● Collected data entries:
####################

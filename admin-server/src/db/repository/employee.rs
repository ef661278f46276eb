//! Employee Repository

use super::RepoResult;
use shared::models::Employee;
use shared::page::PageResult;
use sqlx::SqlitePool;

pub async fn find_by_id(pool: &SqlitePool, id: i64) -> RepoResult<Option<Employee>> {
    let employee = sqlx::query_as::<_, Employee>(
        "SELECT id, username, name, password, status, create_time, update_time, create_user, update_user FROM employee WHERE id = ?",
    )
    .bind(id)
    .fetch_optional(pool)
    .await?;
    Ok(employee)
}

pub async fn find_by_username(pool: &SqlitePool, username: &str) -> RepoResult<Option<Employee>> {
    let employee = sqlx::query_as::<_, Employee>(
        "SELECT id, username, name, password, status, create_time, update_time, create_user, update_user FROM employee WHERE username = ? LIMIT 1",
    )
    .bind(username)
    .fetch_optional(pool)
    .await?;
    Ok(employee)
}

pub async fn count_all(pool: &SqlitePool) -> RepoResult<i64> {
    let count: i64 = sqlx::query_scalar("SELECT COUNT(*) FROM employee")
        .fetch_one(pool)
        .await?;
    Ok(count)
}

pub async fn insert(pool: &SqlitePool, employee: &Employee) -> RepoResult<()> {
    sqlx::query(
        "INSERT INTO employee (id, username, name, password, status, create_time, update_time, create_user, update_user) VALUES (?, ?, ?, ?, ?, ?, ?, ?, ?)",
    )
    .bind(employee.id)
    .bind(&employee.username)
    .bind(&employee.name)
    .bind(&employee.password)
    .bind(employee.status)
    .bind(employee.create_time)
    .bind(employee.update_time)
    .bind(employee.create_user)
    .bind(employee.update_user)
    .execute(pool)
    .await?;
    Ok(())
}

/// Partial update: absent fields keep their stored value
pub async fn update_fields(
    pool: &SqlitePool,
    id: i64,
    username: Option<&str>,
    name: Option<&str>,
    update_time: i64,
    update_user: i64,
) -> RepoResult<u64> {
    let rows = sqlx::query(
        "UPDATE employee SET username = COALESCE(?1, username), name = COALESCE(?2, name), update_time = ?3, update_user = ?4 WHERE id = ?5",
    )
    .bind(username)
    .bind(name)
    .bind(update_time)
    .bind(update_user)
    .bind(id)
    .execute(pool)
    .await?;
    Ok(rows.rows_affected())
}

/// Minimal update touching only the status column
pub async fn update_status(pool: &SqlitePool, status: i32, id: i64) -> RepoResult<u64> {
    let rows = sqlx::query("UPDATE employee SET status = ? WHERE id = ?")
        .bind(status)
        .bind(id)
        .execute(pool)
        .await?;
    Ok(rows.rows_affected())
}

pub async fn update_password(
    pool: &SqlitePool,
    id: i64,
    password_hash: &str,
    update_time: i64,
    update_user: i64,
) -> RepoResult<u64> {
    let rows = sqlx::query(
        "UPDATE employee SET password = ?1, update_time = ?2, update_user = ?3 WHERE id = ?4",
    )
    .bind(password_hash)
    .bind(update_time)
    .bind(update_user)
    .bind(id)
    .execute(pool)
    .await?;
    Ok(rows.rows_affected())
}

/// Paged query with an optional name-substring filter
pub async fn page(
    pool: &SqlitePool,
    name: Option<&str>,
    limit: i64,
    offset: i64,
) -> RepoResult<PageResult<Employee>> {
    let total: i64 = sqlx::query_scalar(
        "SELECT COUNT(*) FROM employee WHERE (?1 IS NULL OR name LIKE '%' || ?1 || '%')",
    )
    .bind(name)
    .fetch_one(pool)
    .await?;

    let records = sqlx::query_as::<_, Employee>(
        "SELECT id, username, name, password, status, create_time, update_time, create_user, update_user FROM employee WHERE (?1 IS NULL OR name LIKE '%' || ?1 || '%') ORDER BY create_time DESC LIMIT ?2 OFFSET ?3",
    )
    .bind(name)
    .bind(limit)
    .bind(offset)
    .fetch_all(pool)
    .await?;

    Ok(PageResult::new(total, records))
}

#[cfg(test)]
mod tests {
    use super::*;
    use crate::db::repository::test_support::{seed_employee, test_pool};
    use shared::models::status;

    #[tokio::test]
    async fn test_find_by_username() {
        let pool = test_pool().await;
        seed_employee(&pool, 1, "alice", "hash-a").await;
        seed_employee(&pool, 2, "bob", "hash-b").await;

        let alice = find_by_username(&pool, "alice").await.unwrap().unwrap();
        assert_eq!(alice.id, 1);
        assert_eq!(alice.password, "hash-a");
        assert!(find_by_username(&pool, "carol").await.unwrap().is_none());
    }

    #[tokio::test]
    async fn test_count_all() {
        let pool = test_pool().await;
        assert_eq!(count_all(&pool).await.unwrap(), 0);
        seed_employee(&pool, 1, "alice", "hash").await;
        assert_eq!(count_all(&pool).await.unwrap(), 1);
    }

    #[tokio::test]
    async fn test_update_fields_partial() {
        let pool = test_pool().await;
        seed_employee(&pool, 1, "alice", "hash").await;

        update_fields(&pool, 1, None, Some("Alice Cooper"), 555, 9)
            .await
            .unwrap();

        let updated = find_by_id(&pool, 1).await.unwrap().unwrap();
        assert_eq!(updated.username, "alice");
        assert_eq!(updated.name, "Alice Cooper");
        assert_eq!(updated.update_time, 555);
        assert_eq!(updated.update_user, 9);
    }

    #[tokio::test]
    async fn test_update_password_keeps_other_fields() {
        let pool = test_pool().await;
        seed_employee(&pool, 1, "alice", "old-hash").await;

        update_password(&pool, 1, "new-hash", 777, 1).await.unwrap();

        let updated = find_by_id(&pool, 1).await.unwrap().unwrap();
        assert_eq!(updated.password, "new-hash");
        assert_eq!(updated.username, "alice");
        assert_eq!(updated.update_time, 777);
    }

    #[tokio::test]
    async fn test_update_status() {
        let pool = test_pool().await;
        seed_employee(&pool, 1, "alice", "hash").await;

        update_status(&pool, status::DISABLED, 1).await.unwrap();
        let updated = find_by_id(&pool, 1).await.unwrap().unwrap();
        assert_eq!(updated.status, status::DISABLED);
    }

    #[tokio::test]
    async fn test_page_name_filter() {
        let pool = test_pool().await;
        seed_employee(&pool, 1, "alice", "hash").await;
        seed_employee(&pool, 2, "alina", "hash").await;
        seed_employee(&pool, 3, "bob", "hash").await;

        let result = page(&pool, Some("ali"), 10, 0).await.unwrap();
        assert_eq!(result.total, 2);

        let all = page(&pool, None, 10, 0).await.unwrap();
        assert_eq!(all.total, 3);
    }
}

####################

● What the exercise asks:
Look through the records for the string "DISABLED". Copy every line that has it.

● Result of this exercise:
        update_status(&pool, status::DISABLED, 1).await.unwrap();
        assert_eq!(updated.status, status::DISABLED);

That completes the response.